There is decentralization of administration when the central government delegates
administrative powers to political subdivisions in order to broaden the base of government power
and in the process to make local governments "more responsive and accountable," and "ensure
their fullest development as self-reliant communities and make them more effective partners in
the pursuit of national development and social progress." At the same time, it relieves the
central government of the burden of managing local affairs and enables it to concentrate on
national concerns. The President exercises "general supervision" over them, but only to "ensure
that local affairs are administered according to law." He has no control over their acts in the
sense that he can substitute their judgments with his own.
Decentralization of power, on the other hand, involves an abdication of political power in
the favor of local governments units declared to be autonomous. In that case, the autonomous
government is free to chart its own destiny and shape its future with minimum intervention from
central authorities. According to a constitutional author, decentralization of power amounts to
"self-immolation," since in that event, the autonomous government becomes accountable not to
the central authorities but to its constituency.
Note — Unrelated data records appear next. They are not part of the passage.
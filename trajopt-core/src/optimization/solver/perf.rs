use std::time::{Duration, Instant};

#[derive(Debug, Copy, Clone)]
pub enum PerfSection {
    Evaluation,
    KktAssembly,
    Factorization,
    Backsolve,
    LineSearch,
    Restoration,
    Other,
}

/// Wall time accumulated per solver section.
#[derive(Debug, Default, Clone)]
pub struct PerfTimers {
    pub evaluation: Duration,
    pub kkt_assembly: Duration,
    pub factorization: Duration,
    pub backsolve: Duration,
    pub line_search: Duration,
    pub restoration: Duration,
    pub other: Duration,
}

impl PerfTimers {
    pub fn scoped(&mut self, section: PerfSection) -> PerfGuard<'_> {
        PerfGuard {
            section,
            start: Instant::now(),
            timers: self,
        }
    }

    pub fn add(&mut self, section: PerfSection, dt: Duration) {
        match section {
            PerfSection::Evaluation => self.evaluation += dt,
            PerfSection::KktAssembly => self.kkt_assembly += dt,
            PerfSection::Factorization => self.factorization += dt,
            PerfSection::Backsolve => self.backsolve += dt,
            PerfSection::LineSearch => self.line_search += dt,
            PerfSection::Restoration => self.restoration += dt,
            PerfSection::Other => self.other += dt,
        }
    }

    pub fn total(&self) -> Duration {
        self.evaluation
            + self.kkt_assembly
            + self.factorization
            + self.backsolve
            + self.line_search
            + self.restoration
            + self.other
    }
}

pub struct PerfGuard<'a> {
    section: PerfSection,
    start: Instant,
    timers: &'a mut PerfTimers,
}

impl Drop for PerfGuard<'_> {
    fn drop(&mut self) {
        self.timers.add(self.section, self.start.elapsed());
    }
}

#[cfg(test)]
mod tests {
    use super::*;

    #[test]
    fn test_guard_accumulates_on_drop() {
        let mut timers = PerfTimers::default();
        {
            let _g = timers.scoped(PerfSection::Factorization);
            std::thread::sleep(Duration::from_millis(2));
        }
        timers.add(PerfSection::Other, Duration::from_millis(1));
        assert!(timers.factorization >= Duration::from_millis(2));
        assert_eq!(timers.total(), timers.factorization + Duration::from_millis(1));
    }
}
But the question of whether or not the grant of autonomy to Muslim Mindanao under the
1987 Constitution involves, truly, an effort to decentralize power rather than mere administration
is a question foreign to this petition, since what is involved herein is a local government unit
constituted prior to the ratification of the present Constitution. Hence, the Court will not resolve
that controversy now, in this case, since no controversy in fact exists. We will resolve it at the
proper time and in the proper case. Under the 1987 Constitution, local government units enjoy
autonomy in these two senses
An autonomous government that enjoys autonomy of the latter category is subject alone
to the decree of the organic act creating it and accepted principles on the effects and limits of
"autonomy." On the other hand, an autonomous government of the former class is, as we noted,
under the supervision of the national government acting through the President (and the
Department of Local Government). If the Sangguniang Pampook (of Region XII), then, is
autonomous in the latter sense, its acts are, debatably, beyond the domain of this Court in
perhaps the same way that the internal acts, say, of the Congress of the Philippines are beyond
our jurisdiction. But if it is autonomous in the former category only, it comes unarguably under
our jurisdiction.
An examination of the very Presidential Decree creating the autonomous governments of
Mindanao persuades us that they were never meant to exercise autonomy in the second sense,
that is, in which the central government commits an act of self-immolation. Presidential Decree
No. 1618, in the first place, mandates that "[t]he President shall have the power of general
supervision and control over Autonomous Regions." 33 the second place, the Sangguniang
Pampook, their legislative arm, is made to discharge chiefly administrative services.
Hence, we assume jurisdiction. And if we can make an inquiry in the validity of the
expulsion in question, with more reason can we review the petitioner's removal as Speaker.